Collected data:
↓

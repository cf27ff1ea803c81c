//! Frequency-based keyword extraction.

use std::collections::HashMap;
use std::sync::LazyLock;

use regex::Regex;

use crate::stopwords;

static WORD: LazyLock<Regex> =
    LazyLock::new(|| Regex::new(r"\w+").expect("static regex must compile"));

/// A token must occur at least this often to count as a keyword.
pub const MIN_KEYWORD_FREQ: usize = 3;

/// Extract up to `top_n` salient words from `text`.
///
/// Tokens are lowercased alphanumeric runs; stopwords (English and
/// Turkish combined) and tokens three characters or shorter are
/// discarded, as is anything occurring fewer than
/// [`MIN_KEYWORD_FREQ`] times. Remaining tokens are ranked by
/// descending frequency; equal frequencies keep first-occurrence order
/// (stable sort over the first-seen sequence), which is the documented
/// tie-break. May return fewer than `top_n` items, or none.
#[must_use]
pub fn extract_keywords(text: &str, top_n: usize) -> Vec<String> {
    let mut counts: HashMap<String, usize> = HashMap::new();
    let mut first_seen: Vec<String> = Vec::new();

    for m in WORD.find_iter(text) {
        let token = m.as_str().to_lowercase();
        if token.chars().count() <= 3 || stopwords::is_stopword(&token) {
            continue;
        }
        match counts.get_mut(&token) {
            Some(n) => *n += 1,
            None => {
                counts.insert(token.clone(), 1);
                first_seen.push(token);
            }
        }
    }

    let mut ranked: Vec<(String, usize)> = first_seen
        .into_iter()
        .filter_map(|token| {
            let freq = counts[&token];
            (freq >= MIN_KEYWORD_FREQ).then_some((token, freq))
        })
        .collect();
    // Stable sort: ties stay in first-occurrence order.
    ranked.sort_by(|a, b| b.1.cmp(&a.1));
    ranked.truncate(top_n);
    ranked.into_iter().map(|(token, _)| token).collect()
}
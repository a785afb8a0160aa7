// SPDX-License-Identifier: MIT

//! Graph execution engine
//!
//! Walks a compiled graph for one session. Each node ends in exactly one
//! persisted checkpoint, and the engine never moves past a node whose result
//! was not saved. Suspension is a persisted yield: the engine returns and a
//! later call rebuilds everything from the latest checkpoint.

use super::types::{CompiledGraph, LoopBound, NodeKind, Target};
use crate::wayfarer::persistence::{Checkpoint, CheckpointStore};
use crate::wayfarer::session::model::SessionStatus;
use crate::wayfarer::workflow::router::Router;
use crate::wayfarer::workflow::state::{
    HumanDecision, StateSchema, StateUpdate, WorkflowState, ERRORS_FIELD,
};
use crate::wdk::error::{Result, WayfarerError};
use crate::wdk::node::NodeExecutor;
use crate::wdk::tool::Tool;
use futures::stream::{self, StreamExt};
use serde_json::{json, Value};
use std::any::Any;
use std::collections::BTreeMap;
use std::future::Future;
use std::sync::Arc;
use tokio_util::sync::CancellationToken;

/// Outcome of one parallel branch, tagged with the branch node id
pub type BranchResult = (String, std::result::Result<StateUpdate, String>);

/// Engine-level limits
#[derive(Debug, Clone, Copy, PartialEq, Eq)]
pub struct EngineLimits {
    /// Continue traversals allowed on a bounded loop before the escape is
    /// forced, unless the loop sets its own `max_attempts`
    pub max_optimization_attempts: u32,
    /// Upper bound on concurrent branches of a fan-out
    pub max_parallel_workers: usize,
}

impl Default for EngineLimits {
    fn default() -> Self {
        Self {
            max_optimization_attempts: 3,
            max_parallel_workers: 8,
        }
    }
}

/// Position of a session between two steps
struct Cursor {
    session_id: String,
    step_seq: u64,
    next_node: String,
    state: WorkflowState,
}

impl Cursor {
    fn from_checkpoint(checkpoint: Checkpoint) -> Self {
        Self {
            session_id: checkpoint.session_id,
            step_seq: checkpoint.step_seq,
            next_node: checkpoint.next_node_id,
            state: checkpoint.state,
        }
    }
}

/// Drives sessions through a shared compiled graph
pub struct WorkflowEngine {
    graph: Arc<CompiledGraph>,
    store: Arc<dyn CheckpointStore>,
    limits: EngineLimits,
}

↑

How to complete this task:
Using the exact wording, transcribe all the records above.

Answer:
repository cf27ff1ea803c81c
//! Frequency-based keyword extraction.

use std::collections::HashMap;
use std::sync::LazyLock;

use regex::Regex;

use crate::stopwords;

static WORD: LazyLock<Regex> =
    LazyLock::new(|| Regex::new(r"\w+").expect("static regex must compile"));

/// A token must occur at least this often to count as a keyword.
pub const MIN_KEYWORD_FREQ: usize = 3;

/// Extract up to `top_n` salient words from `text`.
///
/// Tokens are lowercased alphanumeric runs; stopwords (English and
/// Turkish combined) and tokens three characters or shorter are
/// discarded, as is anything occurring fewer than
/// [`MIN_KEYWORD_FREQ`] times. Remaining tokens are ranked by
/// descending frequency; equal frequencies keep first-occurrence order
/// (stable sort over the first-seen sequence), which is the documented
/// tie-break. May return fewer than `top_n` items, or none.
#[must_use]
pub fn extract_keywords(text: &str, top_n: usize) -> Vec<String> {
    let mut counts: HashMap<String, usize> = HashMap::new();
    let mut first_seen: Vec<String> = Vec::new();

    for m in WORD.find_iter(text) {
        let token = m.as_str().to_lowercase();
        if token.chars().count() <= 3 || stopwords::is_stopword(&token) {
            continue;
        }
        match counts.get_mut(&token) {
            Some(n) => *n += 1,
            None => {
                counts.insert(token.clone(), 1);
                first_seen.push(token);
            }
        }
    }

    let mut ranked: Vec<(String, usize)> = first_seen
        .into_iter()
        .filter_map(|token| {
            let freq = counts[&token];
            (freq >= MIN_KEYWORD_FREQ).then_some((token, freq))
        })
        .collect();
    // Stable sort: ties stay in first-occurrence order.
    ranked.sort_by(|a, b| b.1.cmp(&a.1));
    ranked.truncate(top_n);
    ranked.into_iter().map(|(token, _)| token).collect()
}
repository a785afb8a0160aa7
// SPDX-License-Identifier: MIT

//! Graph execution engine
//!
//! Walks a compiled graph for one session. Each node ends in exactly one
//! persisted checkpoint, and the engine never moves past a node whose result
//! was not saved. Suspension is a persisted yield: the engine returns and a
//! later call rebuilds everything from the latest checkpoint.

use super::types::{CompiledGraph, LoopBound, NodeKind, Target};
use crate::wayfarer::persistence::{Checkpoint, CheckpointStore};
use crate::wayfarer::session::model::SessionStatus;
use crate::wayfarer::workflow::router::Router;
use crate::wayfarer::workflow::state::{
    HumanDecision, StateSchema, StateUpdate, WorkflowState, ERRORS_FIELD,
};
use crate::wdk::error::{Result, WayfarerError};
use crate::wdk::node::NodeExecutor;
use crate::wdk::tool::Tool;
use futures::stream::{self, StreamExt};
use serde_json::{json, Value};
use std::any::Any;
use std::collections::BTreeMap;
use std::future::Future;
use std::sync::Arc;
use tokio_util::sync::CancellationToken;

/// Outcome of one parallel branch, tagged with the branch node id
pub type BranchResult = (String, std::result::Result<StateUpdate, String>);

/// Engine-level limits
#[derive(Debug, Clone, Copy, PartialEq, Eq)]
pub struct EngineLimits {
    /// Continue traversals allowed on a bounded loop before the escape is
    /// forced, unless the loop sets its own `max_attempts`
    pub max_optimization_attempts: u32,
    /// Upper bound on concurrent branches of a fan-out
    pub max_parallel_workers: usize,
}

impl Default for EngineLimits {
    fn default() -> Self {
        Self {
            max_optimization_attempts: 3,
            max_parallel_workers: 8,
        }
    }
}

/// Position of a session between two steps
struct Cursor {
    session_id: String,
    step_seq: u64,
    next_node: String,
    state: WorkflowState,
}

impl Cursor {
    fn from_checkpoint(checkpoint: Checkpoint) -> Self {
        Self {
            session_id: checkpoint.session_id,
            step_seq: checkpoint.step_seq,
            next_node: checkpoint.next_node_id,
            state: checkpoint.state,
        }
    }
}

/// Drives sessions through a shared compiled graph
pub struct WorkflowEngine {
    graph: Arc<CompiledGraph>,
    store: Arc<dyn CheckpointStore>,
    limits: EngineLimits,
}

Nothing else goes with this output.